## The problem
List the lines of this listing that hold the word "brief".

● ● ●

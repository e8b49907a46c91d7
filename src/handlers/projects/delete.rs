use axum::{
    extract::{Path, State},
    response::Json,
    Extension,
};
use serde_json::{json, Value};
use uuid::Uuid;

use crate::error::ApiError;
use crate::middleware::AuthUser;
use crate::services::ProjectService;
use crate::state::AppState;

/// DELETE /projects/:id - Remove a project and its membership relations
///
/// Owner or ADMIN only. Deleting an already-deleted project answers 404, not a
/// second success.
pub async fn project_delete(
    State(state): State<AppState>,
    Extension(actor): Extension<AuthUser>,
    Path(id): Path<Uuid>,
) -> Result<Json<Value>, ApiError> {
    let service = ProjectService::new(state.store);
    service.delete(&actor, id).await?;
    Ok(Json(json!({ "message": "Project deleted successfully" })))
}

● ● ●

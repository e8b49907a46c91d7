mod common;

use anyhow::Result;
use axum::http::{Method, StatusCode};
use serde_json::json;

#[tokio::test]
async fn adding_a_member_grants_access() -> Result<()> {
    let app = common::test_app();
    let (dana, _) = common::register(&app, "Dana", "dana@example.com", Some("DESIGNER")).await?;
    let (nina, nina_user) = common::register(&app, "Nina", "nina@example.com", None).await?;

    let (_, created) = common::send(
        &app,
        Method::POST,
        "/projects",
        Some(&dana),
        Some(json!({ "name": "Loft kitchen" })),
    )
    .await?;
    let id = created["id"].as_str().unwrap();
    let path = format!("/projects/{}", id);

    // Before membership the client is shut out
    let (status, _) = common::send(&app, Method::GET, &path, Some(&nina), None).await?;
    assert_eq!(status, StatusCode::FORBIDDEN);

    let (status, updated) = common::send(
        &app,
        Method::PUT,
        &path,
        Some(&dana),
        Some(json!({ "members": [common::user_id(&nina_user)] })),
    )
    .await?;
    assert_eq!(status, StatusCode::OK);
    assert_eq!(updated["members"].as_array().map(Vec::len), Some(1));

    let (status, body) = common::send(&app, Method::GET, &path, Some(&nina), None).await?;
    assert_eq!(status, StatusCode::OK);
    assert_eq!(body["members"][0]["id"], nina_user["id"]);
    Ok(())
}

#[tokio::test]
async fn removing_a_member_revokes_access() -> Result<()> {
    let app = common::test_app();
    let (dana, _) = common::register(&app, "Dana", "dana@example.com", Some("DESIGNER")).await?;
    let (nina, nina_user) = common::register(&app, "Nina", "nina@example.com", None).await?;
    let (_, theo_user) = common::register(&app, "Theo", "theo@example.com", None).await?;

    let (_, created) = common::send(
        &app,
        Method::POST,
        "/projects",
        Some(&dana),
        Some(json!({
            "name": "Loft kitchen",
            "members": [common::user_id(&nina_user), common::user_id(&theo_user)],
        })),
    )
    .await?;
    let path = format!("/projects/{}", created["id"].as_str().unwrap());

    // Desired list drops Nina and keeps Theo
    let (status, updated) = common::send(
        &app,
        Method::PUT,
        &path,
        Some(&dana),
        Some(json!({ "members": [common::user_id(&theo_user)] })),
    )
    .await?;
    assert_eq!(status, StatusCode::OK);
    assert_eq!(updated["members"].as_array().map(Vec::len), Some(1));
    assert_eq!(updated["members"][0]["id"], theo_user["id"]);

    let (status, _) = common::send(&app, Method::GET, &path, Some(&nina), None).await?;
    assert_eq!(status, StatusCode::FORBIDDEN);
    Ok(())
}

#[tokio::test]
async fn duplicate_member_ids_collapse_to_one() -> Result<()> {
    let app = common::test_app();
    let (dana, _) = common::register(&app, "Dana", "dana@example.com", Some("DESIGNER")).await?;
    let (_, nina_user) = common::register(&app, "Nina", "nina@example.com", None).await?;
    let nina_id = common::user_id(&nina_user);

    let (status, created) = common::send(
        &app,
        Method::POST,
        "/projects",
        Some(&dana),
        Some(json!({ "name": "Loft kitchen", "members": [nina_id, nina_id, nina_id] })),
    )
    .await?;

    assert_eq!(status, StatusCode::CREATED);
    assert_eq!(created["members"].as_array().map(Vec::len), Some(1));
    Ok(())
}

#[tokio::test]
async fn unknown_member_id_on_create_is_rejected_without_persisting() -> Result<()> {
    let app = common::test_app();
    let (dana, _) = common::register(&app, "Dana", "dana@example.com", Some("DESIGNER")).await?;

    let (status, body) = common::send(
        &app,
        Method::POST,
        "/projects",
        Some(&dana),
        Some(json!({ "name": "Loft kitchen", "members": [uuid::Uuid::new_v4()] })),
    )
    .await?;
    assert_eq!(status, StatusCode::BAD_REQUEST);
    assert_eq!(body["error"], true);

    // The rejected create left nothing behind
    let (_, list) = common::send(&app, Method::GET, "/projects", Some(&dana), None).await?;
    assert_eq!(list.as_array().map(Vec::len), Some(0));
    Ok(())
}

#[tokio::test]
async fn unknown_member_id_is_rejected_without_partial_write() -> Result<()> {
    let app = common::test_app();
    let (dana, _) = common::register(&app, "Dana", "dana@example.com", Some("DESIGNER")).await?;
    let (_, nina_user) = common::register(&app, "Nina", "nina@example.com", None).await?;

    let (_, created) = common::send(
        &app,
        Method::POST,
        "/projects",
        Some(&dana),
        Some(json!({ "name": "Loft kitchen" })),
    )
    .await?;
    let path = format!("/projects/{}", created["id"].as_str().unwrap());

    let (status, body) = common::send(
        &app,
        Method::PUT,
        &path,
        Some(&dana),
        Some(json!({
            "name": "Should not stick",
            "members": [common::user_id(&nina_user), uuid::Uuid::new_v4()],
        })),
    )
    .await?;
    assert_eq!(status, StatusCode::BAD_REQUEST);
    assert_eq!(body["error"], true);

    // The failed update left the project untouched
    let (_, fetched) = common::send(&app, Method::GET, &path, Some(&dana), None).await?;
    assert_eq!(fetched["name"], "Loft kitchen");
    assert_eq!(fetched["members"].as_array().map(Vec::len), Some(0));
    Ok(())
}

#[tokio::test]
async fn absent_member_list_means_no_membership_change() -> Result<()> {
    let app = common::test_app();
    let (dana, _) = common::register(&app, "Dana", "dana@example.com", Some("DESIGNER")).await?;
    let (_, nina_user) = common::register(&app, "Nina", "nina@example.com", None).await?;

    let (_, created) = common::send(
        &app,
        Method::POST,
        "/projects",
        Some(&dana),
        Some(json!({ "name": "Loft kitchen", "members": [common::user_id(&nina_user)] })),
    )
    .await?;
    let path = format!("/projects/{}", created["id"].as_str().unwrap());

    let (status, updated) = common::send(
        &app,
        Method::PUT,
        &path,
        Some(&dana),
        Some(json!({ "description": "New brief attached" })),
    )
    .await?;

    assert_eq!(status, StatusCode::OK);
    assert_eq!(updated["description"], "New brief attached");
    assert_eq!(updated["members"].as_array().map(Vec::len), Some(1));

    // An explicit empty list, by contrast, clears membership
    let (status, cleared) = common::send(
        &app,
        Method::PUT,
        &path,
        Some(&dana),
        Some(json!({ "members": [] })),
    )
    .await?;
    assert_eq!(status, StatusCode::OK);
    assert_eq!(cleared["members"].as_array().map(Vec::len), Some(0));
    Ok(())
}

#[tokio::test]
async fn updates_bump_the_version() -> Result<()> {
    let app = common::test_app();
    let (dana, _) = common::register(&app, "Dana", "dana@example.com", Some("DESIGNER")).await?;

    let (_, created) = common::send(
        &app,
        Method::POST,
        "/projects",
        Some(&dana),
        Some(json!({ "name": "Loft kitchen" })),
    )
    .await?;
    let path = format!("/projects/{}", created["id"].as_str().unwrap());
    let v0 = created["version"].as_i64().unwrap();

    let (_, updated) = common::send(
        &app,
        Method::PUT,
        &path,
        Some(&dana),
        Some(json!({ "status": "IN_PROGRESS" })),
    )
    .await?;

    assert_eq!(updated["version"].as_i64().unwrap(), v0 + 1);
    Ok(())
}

● ● ●

## Solution to the problem
        Some(json!({ "description": "New brief attached" })),
    assert_eq!(updated["description"], "New brief attached");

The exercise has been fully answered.